• [RECORDS SHOWN]:
═══

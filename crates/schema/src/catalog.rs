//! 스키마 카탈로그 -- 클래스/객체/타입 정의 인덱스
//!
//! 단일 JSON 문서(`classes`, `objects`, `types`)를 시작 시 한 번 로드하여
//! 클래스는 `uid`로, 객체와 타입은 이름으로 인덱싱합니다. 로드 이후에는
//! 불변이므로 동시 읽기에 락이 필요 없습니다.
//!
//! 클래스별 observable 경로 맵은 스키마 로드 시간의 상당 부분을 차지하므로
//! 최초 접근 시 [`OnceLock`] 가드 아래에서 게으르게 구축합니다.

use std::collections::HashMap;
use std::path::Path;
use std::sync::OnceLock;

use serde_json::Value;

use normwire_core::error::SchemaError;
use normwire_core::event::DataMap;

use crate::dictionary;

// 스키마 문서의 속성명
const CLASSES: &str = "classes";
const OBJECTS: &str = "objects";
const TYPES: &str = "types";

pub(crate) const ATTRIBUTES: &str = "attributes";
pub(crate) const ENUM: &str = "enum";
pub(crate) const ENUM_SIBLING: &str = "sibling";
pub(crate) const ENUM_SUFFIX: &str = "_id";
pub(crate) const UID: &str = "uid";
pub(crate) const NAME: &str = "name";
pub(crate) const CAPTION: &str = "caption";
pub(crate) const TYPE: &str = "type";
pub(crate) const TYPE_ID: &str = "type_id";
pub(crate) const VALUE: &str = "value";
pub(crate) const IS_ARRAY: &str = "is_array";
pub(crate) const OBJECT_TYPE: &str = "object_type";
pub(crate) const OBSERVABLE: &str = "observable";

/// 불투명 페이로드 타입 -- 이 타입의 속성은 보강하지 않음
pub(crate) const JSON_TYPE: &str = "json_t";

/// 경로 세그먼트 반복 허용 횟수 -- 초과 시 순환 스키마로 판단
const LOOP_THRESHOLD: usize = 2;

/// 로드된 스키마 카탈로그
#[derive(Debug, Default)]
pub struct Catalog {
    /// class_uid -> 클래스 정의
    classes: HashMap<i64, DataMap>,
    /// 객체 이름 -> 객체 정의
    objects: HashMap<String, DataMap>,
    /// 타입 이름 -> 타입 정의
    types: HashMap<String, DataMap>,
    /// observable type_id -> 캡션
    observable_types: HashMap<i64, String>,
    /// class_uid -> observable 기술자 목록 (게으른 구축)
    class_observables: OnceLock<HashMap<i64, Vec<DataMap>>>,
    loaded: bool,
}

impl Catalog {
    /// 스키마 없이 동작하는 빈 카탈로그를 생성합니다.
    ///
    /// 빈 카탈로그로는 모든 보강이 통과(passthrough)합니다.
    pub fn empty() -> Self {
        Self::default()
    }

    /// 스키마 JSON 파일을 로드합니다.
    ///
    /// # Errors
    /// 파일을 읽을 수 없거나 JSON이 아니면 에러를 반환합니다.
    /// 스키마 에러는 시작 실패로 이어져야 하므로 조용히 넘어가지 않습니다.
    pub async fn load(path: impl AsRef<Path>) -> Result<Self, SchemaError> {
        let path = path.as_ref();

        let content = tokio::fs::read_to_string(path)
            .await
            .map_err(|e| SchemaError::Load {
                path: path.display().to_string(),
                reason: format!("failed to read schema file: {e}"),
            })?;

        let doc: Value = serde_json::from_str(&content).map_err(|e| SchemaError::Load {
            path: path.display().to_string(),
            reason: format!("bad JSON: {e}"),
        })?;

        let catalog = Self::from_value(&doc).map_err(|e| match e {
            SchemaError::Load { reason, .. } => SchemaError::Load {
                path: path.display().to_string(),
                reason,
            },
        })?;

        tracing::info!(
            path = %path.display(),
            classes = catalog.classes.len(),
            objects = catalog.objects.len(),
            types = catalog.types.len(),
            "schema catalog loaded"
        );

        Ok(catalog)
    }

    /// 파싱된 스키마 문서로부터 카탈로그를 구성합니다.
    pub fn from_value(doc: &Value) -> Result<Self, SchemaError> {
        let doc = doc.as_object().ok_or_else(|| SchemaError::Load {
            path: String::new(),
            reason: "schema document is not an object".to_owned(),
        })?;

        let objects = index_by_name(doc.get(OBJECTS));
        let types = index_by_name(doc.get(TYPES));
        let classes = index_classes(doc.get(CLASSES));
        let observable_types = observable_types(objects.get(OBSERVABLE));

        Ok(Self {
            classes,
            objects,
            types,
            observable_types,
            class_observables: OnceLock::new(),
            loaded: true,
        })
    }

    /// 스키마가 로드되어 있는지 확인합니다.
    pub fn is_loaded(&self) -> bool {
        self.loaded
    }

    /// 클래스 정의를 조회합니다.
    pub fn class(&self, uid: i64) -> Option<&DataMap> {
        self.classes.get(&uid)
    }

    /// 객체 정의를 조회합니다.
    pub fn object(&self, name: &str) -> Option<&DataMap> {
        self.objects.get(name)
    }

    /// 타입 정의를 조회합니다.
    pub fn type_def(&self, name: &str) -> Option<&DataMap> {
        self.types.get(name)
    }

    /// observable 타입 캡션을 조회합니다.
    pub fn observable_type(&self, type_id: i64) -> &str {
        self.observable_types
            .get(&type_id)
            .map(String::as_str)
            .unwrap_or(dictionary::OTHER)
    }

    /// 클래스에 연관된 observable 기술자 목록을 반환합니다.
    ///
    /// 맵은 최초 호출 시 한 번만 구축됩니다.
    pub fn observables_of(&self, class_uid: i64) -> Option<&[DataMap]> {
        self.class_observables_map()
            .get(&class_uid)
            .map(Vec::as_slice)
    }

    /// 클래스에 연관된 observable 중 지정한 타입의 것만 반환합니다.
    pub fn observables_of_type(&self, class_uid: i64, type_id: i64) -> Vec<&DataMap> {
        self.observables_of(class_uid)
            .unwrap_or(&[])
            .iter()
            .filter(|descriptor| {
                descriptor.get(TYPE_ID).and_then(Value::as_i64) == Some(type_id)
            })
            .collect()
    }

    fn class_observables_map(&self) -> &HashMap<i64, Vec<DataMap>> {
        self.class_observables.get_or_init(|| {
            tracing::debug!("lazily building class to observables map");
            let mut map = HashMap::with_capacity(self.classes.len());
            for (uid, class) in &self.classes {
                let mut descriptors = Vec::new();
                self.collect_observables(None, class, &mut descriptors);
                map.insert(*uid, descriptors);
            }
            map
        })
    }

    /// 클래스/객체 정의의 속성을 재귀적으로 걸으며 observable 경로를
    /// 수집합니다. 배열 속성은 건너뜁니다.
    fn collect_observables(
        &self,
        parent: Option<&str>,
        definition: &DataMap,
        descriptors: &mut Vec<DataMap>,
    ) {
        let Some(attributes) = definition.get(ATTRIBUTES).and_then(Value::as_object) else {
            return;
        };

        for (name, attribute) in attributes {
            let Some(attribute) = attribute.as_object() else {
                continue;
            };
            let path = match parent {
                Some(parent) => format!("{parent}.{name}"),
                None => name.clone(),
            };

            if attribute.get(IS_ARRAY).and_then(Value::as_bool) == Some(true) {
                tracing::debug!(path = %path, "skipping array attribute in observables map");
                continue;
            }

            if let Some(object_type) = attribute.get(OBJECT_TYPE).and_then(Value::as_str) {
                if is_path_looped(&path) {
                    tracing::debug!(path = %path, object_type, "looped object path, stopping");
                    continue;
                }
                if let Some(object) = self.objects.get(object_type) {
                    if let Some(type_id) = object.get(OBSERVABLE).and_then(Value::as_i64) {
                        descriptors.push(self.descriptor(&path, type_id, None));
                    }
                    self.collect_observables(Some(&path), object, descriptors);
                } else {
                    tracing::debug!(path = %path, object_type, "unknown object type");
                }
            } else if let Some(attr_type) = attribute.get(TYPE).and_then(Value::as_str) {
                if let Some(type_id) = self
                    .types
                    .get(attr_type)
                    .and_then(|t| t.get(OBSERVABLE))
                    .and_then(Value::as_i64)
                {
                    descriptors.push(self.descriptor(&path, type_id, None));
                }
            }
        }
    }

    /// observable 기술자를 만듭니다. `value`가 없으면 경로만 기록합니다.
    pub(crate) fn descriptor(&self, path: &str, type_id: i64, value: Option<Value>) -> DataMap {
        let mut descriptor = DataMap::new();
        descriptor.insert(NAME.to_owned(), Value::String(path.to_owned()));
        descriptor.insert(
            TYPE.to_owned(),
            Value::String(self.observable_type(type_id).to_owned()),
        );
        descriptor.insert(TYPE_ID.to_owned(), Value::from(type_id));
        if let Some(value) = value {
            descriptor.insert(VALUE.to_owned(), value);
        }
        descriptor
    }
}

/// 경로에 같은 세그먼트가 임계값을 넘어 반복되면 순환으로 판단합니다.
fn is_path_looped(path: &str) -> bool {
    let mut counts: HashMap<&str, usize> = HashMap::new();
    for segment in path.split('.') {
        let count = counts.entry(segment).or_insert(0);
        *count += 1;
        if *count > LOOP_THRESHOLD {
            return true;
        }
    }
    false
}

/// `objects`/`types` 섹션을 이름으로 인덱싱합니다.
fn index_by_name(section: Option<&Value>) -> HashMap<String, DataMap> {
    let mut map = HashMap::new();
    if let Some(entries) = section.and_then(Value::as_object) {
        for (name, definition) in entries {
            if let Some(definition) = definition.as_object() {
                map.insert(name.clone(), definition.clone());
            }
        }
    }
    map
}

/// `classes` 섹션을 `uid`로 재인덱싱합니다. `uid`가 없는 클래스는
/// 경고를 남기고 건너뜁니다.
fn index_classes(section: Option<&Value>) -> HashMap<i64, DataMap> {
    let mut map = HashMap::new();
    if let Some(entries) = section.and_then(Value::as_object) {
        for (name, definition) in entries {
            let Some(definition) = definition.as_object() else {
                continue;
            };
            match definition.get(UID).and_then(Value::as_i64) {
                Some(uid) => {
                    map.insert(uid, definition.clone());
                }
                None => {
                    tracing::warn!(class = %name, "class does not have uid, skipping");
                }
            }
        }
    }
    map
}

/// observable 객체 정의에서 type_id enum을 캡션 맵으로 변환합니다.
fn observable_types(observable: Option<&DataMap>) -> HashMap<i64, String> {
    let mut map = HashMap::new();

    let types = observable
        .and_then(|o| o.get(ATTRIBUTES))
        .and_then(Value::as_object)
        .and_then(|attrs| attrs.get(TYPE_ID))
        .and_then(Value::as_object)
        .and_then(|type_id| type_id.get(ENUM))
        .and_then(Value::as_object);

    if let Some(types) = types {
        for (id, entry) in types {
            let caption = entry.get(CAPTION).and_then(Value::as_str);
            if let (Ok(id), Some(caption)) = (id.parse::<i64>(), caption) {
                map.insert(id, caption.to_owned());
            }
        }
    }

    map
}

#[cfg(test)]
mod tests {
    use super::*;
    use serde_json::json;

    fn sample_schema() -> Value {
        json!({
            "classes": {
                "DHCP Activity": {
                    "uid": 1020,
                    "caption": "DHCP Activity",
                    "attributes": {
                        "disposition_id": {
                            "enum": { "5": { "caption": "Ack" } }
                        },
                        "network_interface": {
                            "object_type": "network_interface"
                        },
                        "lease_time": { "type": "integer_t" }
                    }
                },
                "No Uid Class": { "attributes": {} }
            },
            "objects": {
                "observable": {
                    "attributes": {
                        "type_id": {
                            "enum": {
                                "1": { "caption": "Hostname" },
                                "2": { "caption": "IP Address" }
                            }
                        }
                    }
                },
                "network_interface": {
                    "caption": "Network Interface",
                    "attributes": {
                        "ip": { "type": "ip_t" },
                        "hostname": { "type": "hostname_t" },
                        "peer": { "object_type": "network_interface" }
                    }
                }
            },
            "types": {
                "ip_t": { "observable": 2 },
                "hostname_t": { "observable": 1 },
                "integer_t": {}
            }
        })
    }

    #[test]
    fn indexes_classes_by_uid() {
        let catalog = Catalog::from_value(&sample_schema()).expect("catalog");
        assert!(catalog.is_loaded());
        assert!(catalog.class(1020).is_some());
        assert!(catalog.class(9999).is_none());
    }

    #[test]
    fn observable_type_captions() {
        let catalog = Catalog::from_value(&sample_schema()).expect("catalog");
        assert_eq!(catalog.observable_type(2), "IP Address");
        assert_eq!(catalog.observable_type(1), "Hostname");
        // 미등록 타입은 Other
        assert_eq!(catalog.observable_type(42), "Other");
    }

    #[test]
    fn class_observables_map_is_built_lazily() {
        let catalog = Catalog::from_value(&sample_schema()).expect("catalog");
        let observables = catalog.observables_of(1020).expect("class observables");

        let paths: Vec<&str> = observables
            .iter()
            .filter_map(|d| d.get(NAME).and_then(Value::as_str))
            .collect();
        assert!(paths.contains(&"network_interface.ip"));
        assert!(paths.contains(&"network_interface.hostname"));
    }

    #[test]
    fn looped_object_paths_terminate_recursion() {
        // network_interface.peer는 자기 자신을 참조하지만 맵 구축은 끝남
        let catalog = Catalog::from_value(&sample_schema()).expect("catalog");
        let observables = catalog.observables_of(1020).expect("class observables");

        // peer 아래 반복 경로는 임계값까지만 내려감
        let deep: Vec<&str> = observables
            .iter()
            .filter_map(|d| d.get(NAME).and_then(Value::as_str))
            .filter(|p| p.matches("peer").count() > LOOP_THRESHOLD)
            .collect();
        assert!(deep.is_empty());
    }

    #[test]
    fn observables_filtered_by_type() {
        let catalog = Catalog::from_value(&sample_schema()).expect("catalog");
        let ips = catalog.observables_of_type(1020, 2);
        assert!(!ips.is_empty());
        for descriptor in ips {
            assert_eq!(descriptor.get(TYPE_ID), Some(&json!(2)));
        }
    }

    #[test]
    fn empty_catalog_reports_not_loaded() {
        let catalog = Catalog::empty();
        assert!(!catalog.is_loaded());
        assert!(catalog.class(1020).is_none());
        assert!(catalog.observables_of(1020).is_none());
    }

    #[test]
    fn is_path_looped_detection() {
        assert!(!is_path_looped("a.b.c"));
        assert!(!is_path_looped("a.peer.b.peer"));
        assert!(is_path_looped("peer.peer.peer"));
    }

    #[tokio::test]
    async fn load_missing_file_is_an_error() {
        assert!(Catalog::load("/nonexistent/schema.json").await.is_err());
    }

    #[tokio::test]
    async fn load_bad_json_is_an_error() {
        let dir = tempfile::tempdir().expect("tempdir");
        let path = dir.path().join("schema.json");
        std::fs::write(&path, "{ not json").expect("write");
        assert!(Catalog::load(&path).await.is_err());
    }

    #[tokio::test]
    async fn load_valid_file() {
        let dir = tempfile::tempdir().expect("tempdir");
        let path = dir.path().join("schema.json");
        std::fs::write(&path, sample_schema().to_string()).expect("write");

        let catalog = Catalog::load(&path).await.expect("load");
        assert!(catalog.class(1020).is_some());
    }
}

═══

Search the entries for the string "segment" and collect each line that has it.

• [SOLUTION FOR THIS TASK]:
    for segment in path.split('.') {
        let count = counts.entry(segment).or_insert(0);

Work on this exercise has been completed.